By R&D Editors | September 9, 2015

University of Maryland Department of Electrical and Computer Engineering Assistant Professor Jeremy Munday and graduate students Yunlu Xu and Tao Gong have designed a new type of nanoscale solar cell that they predict could outperform traditional devices by as much as 40 percent. This new technology could revolutionize the solar industry by allowing for significantly more power generation from a single device by simply making it much smaller.

Xu, Gong, and Munday had their research on the Shockley-Queisser limit for nanostructured solar cells published in Scientific Reports, an online, open access journal from the publishers of Nature. The journal publishes scientifically valid primary research from all areas of the natural and clinical sciences.

The Shockley-Queisser limit describes the maximum solar energy conversion efficiency achievable for a particular material and is the standard of comparison for new photovoltaic technologies. For a standard solar cell, this efficiency limit is ~33 percent. However, recently people have wondered if nanoscale solar cells are also bounded by this limit.

Now Xu, Gong, and Munday have shown that a single-junction nanostructured solar cell has a theoretical maximum efficiency of ~42 percent under typical solar illumination. This exceeds the efficiency of a traditional planar device but does not exceed the Shockley-Queisser limit for a planar device with optical concentration, e.g. a solar cell using a lens to concentrate the light. The researchers found that nanostructured solar cells offer an important avenue to achieving high efficiency photovoltaic devices through a “built-in optical concentration.” Even when they consider the effects of light scattering in the atmosphere, nanostructured solar cells can achieve 35.5 percent efficiency with a modest built-in optical concentration of only ~1,000.
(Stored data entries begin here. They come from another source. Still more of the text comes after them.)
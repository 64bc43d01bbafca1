//! RGBA color values used by the button style.

use peniko::Color;
use serde::{Deserialize, Serialize};
use std::fmt;
use std::str::FromStr;
use thiserror::Error;

/// Error returned when a color literal cannot be parsed.
#[derive(Debug, Clone, PartialEq, Eq, Error)]
#[error("Invalid color literal: {0:?}")]
pub struct ParseColorError(pub String);

/// An 8-bit-per-channel RGBA color.
///
/// Serializes as a `"#RRGGBBAA"` string. Deserializes from `"#RRGGBB"`,
/// `"#RRGGBBAA"` or a packed `0xRRGGBBAA` integer.
#[derive(Debug, Clone, Copy, PartialEq, Eq, Hash, Serialize, Deserialize)]
#[serde(try_from = "ColorRepr", into = "String")]
pub struct Rgba {
    pub r: u8,
    pub g: u8,
    pub b: u8,
    pub a: u8,
}

impl Rgba {
    pub const BLACK: Self = Self::new(0, 0, 0, 255);
    pub const BLUE: Self = Self::new(0, 0, 255, 255);
    pub const WHITE: Self = Self::new(255, 255, 255, 255);

    pub const fn new(r: u8, g: u8, b: u8, a: u8) -> Self {
        Self { r, g, b, a }
    }

    /// Unpack a `0xRRGGBBAA` value.
    pub const fn from_packed(value: u32) -> Self {
        Self::new(
            (value >> 24) as u8,
            (value >> 16) as u8,
            (value >> 8) as u8,
            value as u8,
        )
    }

    /// Pack into `0xRRGGBBAA`.
    pub const fn to_packed(self) -> u32 {
        (self.r as u32) << 24 | (self.g as u32) << 16 | (self.b as u32) << 8 | self.a as u32
    }
}

impl FromStr for Rgba {
    type Err = ParseColorError;

    fn from_str(s: &str) -> Result<Self, Self::Err> {
        let err = || ParseColorError(s.to_string());
        let hex = s.trim().strip_prefix('#').ok_or_else(err)?;
        if !hex.bytes().all(|b| b.is_ascii_hexdigit()) {
            return Err(err());
        }
        let channel = |i: usize| u8::from_str_radix(&hex[i..i + 2], 16).map_err(|_| err());
        match hex.len() {
            6 => Ok(Self::new(channel(0)?, channel(2)?, channel(4)?, 255)),
            8 => Ok(Self::new(channel(0)?, channel(2)?, channel(4)?, channel(6)?)),
            _ => Err(err()),
        }
    }
}

impl fmt::Display for Rgba {
    fn fmt(&self, f: &mut fmt::Formatter<'_>) -> fmt::Result {
        write!(f, "#{:08X}", self.to_packed())
    }
}

impl From<Rgba> for String {
    fn from(color: Rgba) -> Self {
        color.to_string()
    }
}

impl From<Color> for Rgba {
    fn from(color: Color) -> Self {
        let rgba = color.to_rgba8();
        Self::new(rgba.r, rgba.g, rgba.b, rgba.a)
    }
}

impl From<Rgba> for Color {
    fn from(color: Rgba) -> Self {
        Color::from_rgba8(color.r, color.g, color.b, color.a)
    }
}

#[derive(Deserialize)]
#[serde(untagged)]
enum ColorRepr {
    Packed(u32),
    Literal(String),
}

impl TryFrom<ColorRepr> for Rgba {
    type Error = ParseColorError;

    fn try_from(repr: ColorRepr) -> Result<Self, Self::Error> {
        match repr {
            ColorRepr::Packed(value) => Ok(Self::from_packed(value)),
            ColorRepr::Literal(s) => s.parse(),
        }
    }
}

#[cfg(test)]
mod tests {
    use super::*;

    #[test]
    fn test_packed() {
        let color = Rgba::from_packed(0xFF0000FF);
        assert_eq!(color, Rgba::new(255, 0, 0, 255));
        assert_eq!(color.to_packed(), 0xFF0000FF);
    }

    #[test]
    fn test_parse_hex() {
        assert_eq!("#00FF00".parse::<Rgba>(), Ok(Rgba::new(0, 255, 0, 255)));
        assert_eq!("#00ff0080".parse::<Rgba>(), Ok(Rgba::new(0, 255, 0, 128)));
        assert!("00FF00".parse::<Rgba>().is_err());
        assert!("#00FF0".parse::<Rgba>().is_err());
        assert!("#GG0000".parse::<Rgba>().is_err());
        assert!("#+F+F+F".parse::<Rgba>().is_err());
        assert!("#-1FFFF".parse::<Rgba>().is_err());
    }

    #[test]
    fn test_serde_accepts_int_and_string() {
        let from_int: Rgba = serde_json::from_str("4278190335").unwrap();
        assert_eq!(from_int, Rgba::from_packed(0xFF0000FF));
        let from_str: Rgba = serde_json::from_str("\"#0000FF\"").unwrap();
        assert_eq!(from_str, Rgba::BLUE);
        assert_eq!(serde_json::to_string(&Rgba::BLUE).unwrap(), "\"#0000FFFF\"");
    }

    #[test]
    fn test_peniko_conversion() {
        let color: Color = Rgba::new(10, 20, 30, 40).into();
        assert_eq!(Rgba::from(color), Rgba::new(10, 20, 30, 40));
    }
}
As Munday and his team continue to design and fabricate nanoscale solar cells they find the biggest challenge is nano-fabrication. “You start with a solar cell that works well, and then you perform some extreme treatments to structure it on the nanoscale, all without causing any harming,” says Munday. “Luckily, we’ve found a few materials and processes that look promising and have a team of dedicated students determined to make a big impact in solar energy.”